Yo le hice una reverencia al estilo nipón, menos comprometida para algunos que el apretón de manos. Él me correspondió con una inclinación de cabeza.

—Un extranjero… Se diga lo que se diga de las gentes foráneas, ha salvado la vida de mi hija, mi bien más preciado. Siempre estaré en deuda con usted.

—Me limité a cumplir con mi deber, señor —no quería cargarlo con una relación de dependencia hacia mí, al estilo del giri japonés—. Nadie puede permanecer impasible cuando un semejante corre peligro. En realidad, el mérito corresponde al ordenador.

—Una mera herramienta, que no desmerece a quien impartió la orden.

—Humanos… —refunfuñó Tucídides, aunque en tono lo bastante quedo como para que Don Maurits no lo oyera.

—Ha sido una afortunada casualidad que usted acertara a pasar por aquí —siguió diciendo el Muy Alto Señor—. El Destino teje su tapiz de forma enrevesada.

—Pues sí. El señor Frimberg me acompañaba a la Residencia cuando…

—¡El salvador de mi hija no irá a un sitio de ésos, si en mi mano está evitarlo! Doctor Didrikson, será un honor para nosotros aceptarlo como huésped en nuestra humilde morada.

Todos los presentes, y yo el primero, nos quedamos patidifusos. Más tarde comprendí el desusado e inmenso honor que había implícito en aquel gesto. Capté al vuelo que se me brindaba una oportunidad única para estudiar aquella cultura, pero tampoco deseaba quedar mal con mi único contacto en la Administación.

—Aceptaría encantado —respondí—, aunque no sé si el señor Frimberg se sentirá agraviado, después de haberme buscado alojamiento.

Don Maurits hizo un gesto displicente con la mano, como quitándole importancia.
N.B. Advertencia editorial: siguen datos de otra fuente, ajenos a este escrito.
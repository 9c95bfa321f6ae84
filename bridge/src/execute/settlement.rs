//! Payouts, outbound settlement dispatch, and the replies that resolve them.
//!
//! Outbound settlement messages are sent to the messager as `reply_always`
//! sub-messages. A rejected send only rolls back the sub-message: the fill or
//! slash that triggered it stays committed, the message is recorded as
//! `Failed` and can be re-sent with `RetrySettlementMessage`.

use std::collections::BTreeMap;

use common::{AssetInfo, MessageExtra, MessagerExecuteMsg};
use cosmwasm_std::{
    to_json_binary, Addr, Api, BankMsg, Binary, Coin, CosmosMsg, DepsMut, Env, Event, Reply,
    Response, Storage, SubMsg, SubMsgResult, Uint128, WasmMsg,
};

use crate::error::ContractError;
use crate::hash::bytes32_to_hex;
use crate::msg::RemoteCall;
use crate::state::{
    Config, DispatchStatus, PendingDispatch, PendingPayout, SettlementKind, SettlementMessage,
    MESSAGERS, PENDING_DISPATCH, PENDING_PAYOUT, SETTLEMENT_MESSAGES,
};

pub const PAYOUT_REPLY_ID: u64 = 1;
pub const SETTLEMENT_REPLY_ID: u64 = 2;

// ============================================================================
// Funds
// ============================================================================

fn sum_by_denom(coins: &[Coin]) -> BTreeMap<String, Uint128> {
    let mut totals: BTreeMap<String, Uint128> = BTreeMap::new();
    for coin in coins.iter().filter(|c| !c.amount.is_zero()) {
        *totals.entry(coin.denom.clone()).or_default() += coin.amount;
    }
    totals
}

fn render(totals: &BTreeMap<String, Uint128>) -> String {
    totals
        .iter()
        .map(|(denom, amount)| format!("{}{}", amount, denom))
        .collect::<Vec<_>>()
        .join(",")
}

/// Require the attached funds to match `expected` exactly, per denom.
pub fn expect_funds(funds: &[Coin], expected: &[Coin]) -> Result<(), ContractError> {
    let want = sum_by_denom(expected);
    let got = sum_by_denom(funds);
    if want != got {
        return Err(ContractError::InvalidFunds {
            expected: render(&want),
            got: render(&got),
        });
    }
    Ok(())
}

/// Native coin of `amount` for `token`, if the token is native.
pub fn native_coin(token: &AssetInfo, amount: Uint128) -> Option<Coin> {
    match token {
        AssetInfo::Native { denom } => Some(Coin {
            denom: denom.clone(),
            amount,
        }),
        AssetInfo::Cw20 { .. } => None,
    }
}

// ============================================================================
// Payout
// ============================================================================

/// Build the payout of `amount` of `token` from `payer` to `receiver`.
///
/// Receivers that are not valid addresses on this domain are paid to the
/// fallback receiver. Native payouts run as a `reply_always` sub-message so a
/// failed bank send can be re-routed to the fallback receiver as well. CW20
/// payouts pull from the payer's allowance and revert the call on failure.
#[allow(clippy::too_many_arguments)]
pub fn build_payout(
    storage: &mut dyn Storage,
    api: &dyn Api,
    config: &Config,
    transfer_id: &[u8; 32],
    token: &AssetInfo,
    payer: &Addr,
    receiver: &str,
    amount: Uint128,
) -> Result<(SubMsg, Addr, bool), ContractError> {
    let (recipient, fallback) = match api.addr_validate(receiver) {
        Ok(addr) => (addr, false),
        Err(_) => (config.fallback_receiver.clone(), true),
    };

    let msg = match token.transfer_from_msg(payer.as_str(), recipient.as_str(), amount)? {
        Some(cw20_msg) => SubMsg::new(cw20_msg),
        None => {
            let coin = native_coin(token, amount).ok_or(ContractError::TokenMismatch {
                token: token.id(),
            })?;
            PENDING_PAYOUT.save(
                storage,
                &PendingPayout {
                    transfer_id: *transfer_id,
                    fallback: config.fallback_receiver.clone(),
                    coin: coin.clone(),
                },
            )?;
            SubMsg::reply_always(
                BankMsg::Send {
                    to_address: recipient.to_string(),
                    amount: vec![coin],
                },
                PAYOUT_REPLY_ID,
            )
        }
    };
    Ok((msg, recipient, fallback))
}

/// Reply for native payouts: on failure pay the fallback receiver instead.
pub fn handle_payout_reply(deps: DepsMut, msg: Reply) -> Result<Response, ContractError> {
    let pending = PENDING_PAYOUT.load(deps.storage)?;
    PENDING_PAYOUT.remove(deps.storage);

    match msg.result {
        SubMsgResult::Ok(_) => Ok(Response::new()),
        SubMsgResult::Err(err) => Ok(Response::new()
            .add_message(BankMsg::Send {
                to_address: pending.fallback.to_string(),
                amount: vec![pending.coin.clone()],
            })
            .add_attribute("action", "payout_fallback")
            .add_attribute("transfer_id", bytes32_to_hex(&pending.transfer_id))
            .add_attribute("fallback_receiver", pending.fallback)
            .add_attribute("amount", pending.coin.to_string())
            .add_attribute("reason", err)),
    }
}

// ============================================================================
// Outbound Settlement
// ============================================================================

/// Parameters of one outbound settlement message
pub struct Dispatch<'a> {
    pub remote_chain_id: u64,
    pub call: RemoteCall,
    pub kind: SettlementKind,
    pub transfer_ids: Vec<[u8; 32]>,
    pub fee_prepaid: Uint128,
    pub extra: Option<Binary>,
    pub caller: &'a Addr,
}

/// Record the attempt and build the sub-message sending `dispatch.call`
/// through the send service configured for the remote domain.
pub fn dispatch_settlement(
    storage: &mut dyn Storage,
    env: &Env,
    config: &Config,
    dispatch: Dispatch,
) -> Result<SubMsg, ContractError> {
    let route = MESSAGERS
        .may_load(storage, dispatch.remote_chain_id)?
        .ok_or(ContractError::MessagerNotConfigured {
            chain_id: dispatch.remote_chain_id,
        })?;

    // Overpaid transport fees go back to the caller, not to the bridge
    let mut extra = MessageExtra::decode(dispatch.extra.as_ref())?;
    if extra.refund_address.is_none() {
        extra.refund_address = Some(dispatch.caller.to_string());
    }

    let now = env.block.time.seconds();
    for transfer_id in &dispatch.transfer_ids {
        let attempts = SETTLEMENT_MESSAGES
            .may_load(storage, transfer_id)?
            .map(|m| m.attempts)
            .unwrap_or(0);
        SETTLEMENT_MESSAGES.save(
            storage,
            transfer_id,
            &SettlementMessage {
                kind: dispatch.kind.clone(),
                attempts: attempts + 1,
                status: DispatchStatus::Dispatched,
                last_attempt_at: now,
            },
        )?;
    }

    let fee: Vec<Coin> = if dispatch.fee_prepaid.is_zero() {
        vec![]
    } else {
        vec![Coin {
            denom: config.native_denom.clone(),
            amount: dispatch.fee_prepaid,
        }]
    };

    PENDING_DISPATCH.save(
        storage,
        &PendingDispatch {
            transfer_ids: dispatch.transfer_ids,
            refund_to: dispatch.caller.clone(),
            fee: fee.clone(),
        },
    )?;

    let msg = WasmMsg::Execute {
        contract_addr: route.send_service.to_string(),
        msg: to_json_binary(&MessagerExecuteMsg::SendMessage {
            remote_chain_id: dispatch.remote_chain_id,
            message: to_json_binary(&dispatch.call)?,
            extra: Some(extra.encode()?),
        })?,
        funds: fee,
    };
    Ok(SubMsg::reply_always(msg, SETTLEMENT_REPLY_ID))
}

/// Reply for settlement dispatch: on failure mark the messages `Failed` and
/// refund the prepaid fee to the caller.
pub fn handle_settlement_reply(
    deps: DepsMut,
    env: Env,
    msg: Reply,
) -> Result<Response, ContractError> {
    let pending = PENDING_DISPATCH.load(deps.storage)?;
    PENDING_DISPATCH.remove(deps.storage);

    let err = match msg.result {
        SubMsgResult::Ok(_) => return Ok(Response::new()),
        SubMsgResult::Err(err) => err,
    };

    let mut event = Event::new("lnbridge_settlement_dispatch_failed")
        .add_attribute("reason", err.clone())
        .add_attribute("block_time", env.block.time.seconds().to_string());
    for transfer_id in &pending.transfer_ids {
        SETTLEMENT_MESSAGES.update(deps.storage, transfer_id, |m| -> Result<_, ContractError> {
            let mut m = m.ok_or(ContractError::NotSettled {
                transfer_id: bytes32_to_hex(transfer_id),
            })?;
            m.status = DispatchStatus::Failed;
            Ok(m)
        })?;
        event = event.add_attribute("transfer_id", bytes32_to_hex(transfer_id));
    }

    let mut response = Response::new()
        .add_event(event)
        .add_attribute("action", "settlement_dispatch_failed");
    if !pending.fee.is_empty() {
        response = response.add_message(CosmosMsg::Bank(BankMsg::Send {
            to_address: pending.refund_to.to_string(),
            amount: pending.fee,
        }));
    }
    Ok(response)
}
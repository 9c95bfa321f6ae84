use cosmwasm_std::{OverflowError, StdError, Uint128};
use thiserror::Error;

#[derive(Error, Debug, PartialEq)]
pub enum ContractError {
    #[error("{0}")]
    Std(#[from] StdError),

    #[error("{0}")]
    Overflow(#[from] OverflowError),

    #[error("Unauthorized")]
    Unauthorized,

    #[error("Application {app} is not allowed to send messages")]
    NotWhitelisted { app: String },

    #[error("Caller is not the transport endpoint")]
    NotEndpoint,

    #[error("No remote messager registered for chain {chain_id}")]
    UnknownRemoteChain { chain_id: u64 },

    #[error("No remote application registered for {app} on chain {chain_id}")]
    RemoteAppNotSet { app: String, chain_id: u64 },

    #[error("Untrusted remote messager {got} for chain {chain_id}")]
    UntrustedRemoteMessager { chain_id: u64, got: String },

    #[error("Untrusted remote application {got} for {app} on chain {chain_id}")]
    UntrustedRemoteApp {
        app: String,
        chain_id: u64,
        got: String,
    },

    #[error("Insufficient fee: required {required}, paid {paid}")]
    InsufficientFee { required: Uint128, paid: Uint128 },

    #[error("Only {denom} is accepted as fee")]
    InvalidFeeDenom { denom: String },

    #[error("Invalid message parameters: {reason}")]
    InvalidExtra { reason: String },

    #[error("Gas limit {got} exceeds maximum {max}")]
    GasLimitExceeded { max: u64, got: u64 },

    #[error("Invalid chain id: {chain_id}")]
    InvalidChainId { chain_id: u64 },

    #[error("Insufficient collected fees: requested {requested}, available {available}")]
    InsufficientCollectedFees {
        requested: Uint128,
        available: Uint128,
    },
}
—Descuide. El señor —y dijo esto último con cierto retintín— Frimberg no tiene nada que objetar, ¿verdad?

—Nada, mi Muy Alto Señor —repuso el aludido, sonriente—. El doctor Didrikson no sabe cuán afortunado es.
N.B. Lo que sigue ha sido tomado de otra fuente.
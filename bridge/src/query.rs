//! Query handlers for the liquidity bridge contract.

use cosmwasm_std::{Binary, Deps, Order, StdError, StdResult, Uint128};
use cw_storage_plus::Bound;

use crate::fee_manager::quote_fee;
use crate::hash::{compute_provider_key, parse_bytes32, transfer_id_of};
use crate::msg::{
    ConfigResponse, FillInfoResponse, LockInfoResponse, MessagerRouteResponse,
    PendingAdminResponse, ProviderInfoResponse, ProviderKeyResponse, QuoteFeeResponse,
    SettlementMessageResponse, TokenInfoResponse, TokensResponse, TransferIdResponse,
    TransferParams,
};
use crate::state::{
    TokenInfo, CONFIG, FILLS, LOCKS, MESSAGERS, PENDING_ADMIN, PROVIDERS, SETTLEMENT_MESSAGES,
    TOKENS,
};

const DEFAULT_LIMIT: u32 = 10;
const MAX_LIMIT: u32 = 30;

fn parse_id(value: &Binary) -> StdResult<[u8; 32]> {
    parse_bytes32(value).map_err(|e| StdError::generic_err(e.to_string()))
}

// ============================================================================
// Core Queries
// ============================================================================

pub fn query_config(deps: Deps) -> StdResult<ConfigResponse> {
    let config = CONFIG.load(deps.storage)?;
    Ok(ConfigResponse {
        admin: config.admin,
        paused: config.paused,
        this_chain_id: config.this_chain_id,
        native_denom: config.native_denom,
        fallback_receiver: config.fallback_receiver,
        fee_collector: config.fee_collector,
        min_slash_delay: config.min_slash_delay,
    })
}

pub fn query_pending_admin(deps: Deps) -> StdResult<Option<PendingAdminResponse>> {
    Ok(PENDING_ADMIN
        .may_load(deps.storage)?
        .map(|p| PendingAdminResponse {
            new_address: p.new_address,
            execute_after: p.execute_after,
        }))
}

pub fn query_messager_route(deps: Deps, remote_chain_id: u64) -> StdResult<MessagerRouteResponse> {
    let route = MESSAGERS.load(deps.storage, remote_chain_id)?;
    Ok(MessagerRouteResponse {
        remote_chain_id,
        send_service: route.send_service,
        receive_service: route.receive_service,
    })
}

// ============================================================================
// Token Queries
// ============================================================================

fn token_response(token: TokenInfo) -> TokenInfoResponse {
    TokenInfoResponse {
        remote_chain_id: token.remote_chain_id,
        local_token: token.local_token,
        remote_token: token.remote_token,
        local_decimals: token.local_decimals,
        remote_decimals: token.remote_decimals,
        protocol_fee: token.protocol_fee,
        penalty: token.penalty,
    }
}

pub fn query_token_info(
    deps: Deps,
    remote_chain_id: u64,
    local_token: String,
    remote_token: String,
) -> StdResult<TokenInfoResponse> {
    let token = TOKENS.load(deps.storage, (remote_chain_id, &local_token, &remote_token))?;
    Ok(token_response(token))
}

/// List registered token pairs with pagination.
pub fn query_tokens(
    deps: Deps,
    start_after: Option<(u64, String, String)>,
    limit: Option<u32>,
) -> StdResult<TokensResponse> {
    let limit = limit.unwrap_or(DEFAULT_LIMIT).min(MAX_LIMIT) as usize;
    let start = start_after
        .as_ref()
        .map(|(chain, local, remote)| Bound::exclusive((*chain, local.as_str(), remote.as_str())));

    let tokens = TOKENS
        .range(deps.storage, start, None, Order::Ascending)
        .take(limit)
        .map(|item| item.map(|(_, token)| token_response(token)))
        .collect::<StdResult<Vec<_>>>()?;

    Ok(TokensResponse { tokens })
}

// ============================================================================
// Provider Queries
// ============================================================================

pub fn query_provider_info(
    deps: Deps,
    remote_chain_id: u64,
    provider: String,
    source_token: String,
    target_token: String,
) -> StdResult<ProviderInfoResponse> {
    let provider_key =
        compute_provider_key(remote_chain_id, &provider, &source_token, &target_token);
    let info = PROVIDERS.load(deps.storage, &provider_key)?;
    Ok(ProviderInfoResponse {
        provider_key: Binary::from(provider_key.to_vec()),
        provider: info.provider,
        remote_chain_id: info.remote_chain_id,
        source_token: info.source_token,
        target_token: info.target_token,
        config: info.config,
        penalty_reserve: info.penalty_reserve,
        head_transfer_id: Binary::from(info.head_transfer_id.to_vec()),
    })
}

pub fn query_provider_key(
    remote_chain_id: u64,
    provider: String,
    source_token: String,
    target_token: String,
) -> ProviderKeyResponse {
    let key = compute_provider_key(remote_chain_id, &provider, &source_token, &target_token);
    ProviderKeyResponse {
        provider_key: Binary::from(key.to_vec()),
    }
}

/// Fee a lock of `amount` must carry with the current provider and token
/// configuration.
pub fn query_quote_fee(
    deps: Deps,
    remote_chain_id: u64,
    provider: String,
    source_token: String,
    target_token: String,
    amount: Uint128,
) -> StdResult<QuoteFeeResponse> {
    let token = TOKENS
        .may_load(deps.storage, (remote_chain_id, &source_token, &target_token))?
        .ok_or_else(|| StdError::generic_err("Token pair not registered"))?;
    let provider_key =
        compute_provider_key(remote_chain_id, &provider, &source_token, &target_token);
    let info = PROVIDERS
        .may_load(deps.storage, &provider_key)?
        .ok_or_else(|| StdError::generic_err("Provider not registered"))?;

    let quote = quote_fee(&info.config, &token, amount)?;
    Ok(QuoteFeeResponse {
        provider_fee: quote.provider_fee,
        protocol_fee: quote.protocol_fee,
        total_fee: quote.total_fee,
        penalty: quote.penalty,
    })
}

// ============================================================================
// Transfer Queries
// ============================================================================

pub fn query_compute_transfer_id(params: TransferParams) -> StdResult<TransferIdResponse> {
    let transfer_id =
        transfer_id_of(&params).map_err(|e| StdError::generic_err(e.to_string()))?;
    Ok(TransferIdResponse {
        transfer_id: Binary::from(transfer_id.to_vec()),
    })
}

pub fn query_lock_info(deps: Deps, transfer_id: Binary) -> StdResult<Option<LockInfoResponse>> {
    let transfer_id = parse_id(&transfer_id)?;
    Ok(LOCKS
        .may_load(deps.storage, &transfer_id)?
        .map(|lock| LockInfoResponse {
            provider: lock.provider,
            remote_chain_id: lock.remote_chain_id,
            source_token: lock.source_token,
            target_token: lock.target_token,
            amount_with_fee_and_penalty: lock.amount_with_fee_and_penalty,
            penalty: lock.penalty,
            timestamp: lock.timestamp,
            status: lock.status,
        }))
}

pub fn query_fill_info(deps: Deps, transfer_id: Binary) -> StdResult<Option<FillInfoResponse>> {
    let transfer_id = parse_id(&transfer_id)?;
    Ok(FILLS
        .may_load(deps.storage, &transfer_id)?
        .map(|fill| FillInfoResponse {
            status: fill.status,
            by: fill.by,
            provider: fill.provider,
            source_chain_id: fill.source_chain_id,
            settled_at: fill.settled_at,
        }))
}

pub fn query_settlement_message(
    deps: Deps,
    transfer_id: Binary,
) -> StdResult<Option<SettlementMessageResponse>> {
    let transfer_id = parse_id(&transfer_id)?;
    Ok(SETTLEMENT_MESSAGES
        .may_load(deps.storage, &transfer_id)?
        .map(|m| SettlementMessageResponse {
            kind: m.kind,
            attempts: m.attempts,
            status: m.status,
            last_attempt_at: m.last_attempt_at,
        }))
}

#[cfg(test)]
mod tests {
    use super::*;
    use cosmwasm_std::testing::mock_dependencies;

    #[test]
    fn test_transfer_queries_reject_short_ids() {
        let deps = mock_dependencies();
        let short = Binary::from(vec![1u8; 31]);

        let err = query_lock_info(deps.as_ref(), short.clone()).unwrap_err();
        assert!(err
            .to_string()
            .contains("Invalid hash length: expected 32 bytes, got 31"));
        assert!(query_fill_info(deps.as_ref(), short.clone()).is_err());
        assert!(query_settlement_message(deps.as_ref(), short).is_err());
    }

    #[test]
    fn test_unknown_transfer_is_none() {
        let deps = mock_dependencies();
        let id = Binary::from(vec![9u8; 32]);
        assert!(query_lock_info(deps.as_ref(), id.clone()).unwrap().is_none());
        assert!(query_fill_info(deps.as_ref(), id).unwrap().is_none());
    }
}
A pesar de los modales corteses, percibí una gran tensión entre los dos hombres. Me prometí tratar de averiguar el porqué. ¿Existía algún tipo de sistema de castas, o se trataba de animadversión personal?

—Pues no se hable más —concluyó Don Maurits—. Adiós a todos, aunque algunos nos veremos en el Palacio de Justicia. Un accidente así no debe repetirse. Exigiré responsabilidades —y la amenaza no parecía vana, a juzgar por la carita de pena que se le quedó al capataz de la obra.